◆ **WHAT THE EXERCISE ASKS**
Only these lines are needed: the first line of the entries below through the line with "fn reset(input: &mut", each returned exactly.

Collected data

☆ ☆ ☆ ☆ ☆

//! Config command handler

use crate::args::ConfigSubcommand;
use nu_planner::config::Config;
use std::io::{self, BufRead, Write};

/// Dispatch config subcommands
pub fn run(
    subcommand: Option<ConfigSubcommand>,
    config: &mut Config,
    defaults: &Config,
) -> Result<(), String> {
    match subcommand {
        None | Some(ConfigSubcommand::Get { key: None }) => {
            println!("\n=== Configuration ===\n");
            print!("{config}");
            println!("\n# file: {}", Config::get_config_file_path().display());
            Ok(())
        }
        Some(ConfigSubcommand::Get { key: Some(key) }) => {
            let value = config
                .get(&key)
                .ok_or_else(|| format!("✗ Unknown config key: '{key}'"))?;
            println!("{value}");
            Ok(())
        }
        Some(ConfigSubcommand::Set { key, value }) => {
            config.set(&key, &value).map_err(|e| format!("✗ {e}"))?;
            persist(config)?;
            println!("✓ Set {key} = {value}");
            Ok(())
        }
        Some(ConfigSubcommand::Unset { key }) => {
            config.unset(&key, defaults).map_err(|e| format!("✗ {e}"))?;
            persist(config)?;
            println!("✓ Reset {key} to default");
            Ok(())
        }
        Some(ConfigSubcommand::Reset) => reset(&mut io::stdin().lock()),
    }
}

fn persist(config: &Config) -> Result<(), String> {
    config
        .save()
        .map_err(|e| format!("✗ Failed to save config: {e}"))
}

fn reset(input: &mut impl BufRead) -> Result<(), String> {
    if !Config::get_config_file_path().exists() {
        println!("✓ Config is already at defaults");
        return Ok(());
    }

    print!("Reset config to defaults? (y/n): ");
    io::stdout().flush().ok();
    let mut response = String::new();
    input.read_line(&mut response).ok();

    if confirmed(&response) {
        Config::reset().map_err(|e| format!("✗ Failed to remove config file: {e}"))?;
        println!("✓ Config reset to defaults");
    } else {
        println!("✗ Reset cancelled");
    }
    Ok(())
}

fn confirmed(response: &str) -> bool {
    matches!(response.trim().to_ascii_lowercase().as_str(), "y" | "yes")
}

#[cfg(test)]
mod tests {
    use super::*;

    #[test]
    fn test_confirmation_answers() {
        assert!(confirmed("y\n"));
        assert!(confirmed(" YES "));
        assert!(!confirmed("n"));
        assert!(!confirmed(""));
    }

    #[test]
    fn test_unknown_key_is_an_error() {
        let mut config = Config::from_defaults();
        let defaults = Config::from_defaults();
        let result = run(
            Some(ConfigSubcommand::Get {
                key: Some("nope".to_string()),
            }),
            &mut config,
            &defaults,
        );
        assert_eq!(result, Err("✗ Unknown config key: 'nope'".to_string()));
    }
}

☆ ☆ ☆ ☆ ☆

◆ **RESULT OF THIS EXERCISE**
//! Config command handler

use crate::args::ConfigSubcommand;
use nu_planner::config::Config;
use std::io::{self, BufRead, Write};

/// Dispatch config subcommands
pub fn run(
    subcommand: Option<ConfigSubcommand>,
    config: &mut Config,
    defaults: &Config,
) -> Result<(), String> {
    match subcommand {
        None | Some(ConfigSubcommand::Get { key: None }) => {
            println!("\n=== Configuration ===\n");
            print!("{config}");
            println!("\n# file: {}", Config::get_config_file_path().display());
            Ok(())
        }
        Some(ConfigSubcommand::Get { key: Some(key) }) => {
            let value = config
                .get(&key)
                .ok_or_else(|| format!("✗ Unknown config key: '{key}'"))?;
            println!("{value}");
            Ok(())
        }
        Some(ConfigSubcommand::Set { key, value }) => {
            config.set(&key, &value).map_err(|e| format!("✗ {e}"))?;
            persist(config)?;
            println!("✓ Set {key} = {value}");
            Ok(())
        }
        Some(ConfigSubcommand::Unset { key }) => {
            config.unset(&key, defaults).map_err(|e| format!("✗ {e}"))?;
            persist(config)?;
            println!("✓ Reset {key} to default");
            Ok(())
        }
        Some(ConfigSubcommand::Reset) => reset(&mut io::stdin().lock()),
    }
}

fn persist(config: &Config) -> Result<(), String> {
    config
        .save()
        .map_err(|e| format!("✗ Failed to save config: {e}"))
}

fn reset(input: &mut impl BufRead) -> Result<(), String> {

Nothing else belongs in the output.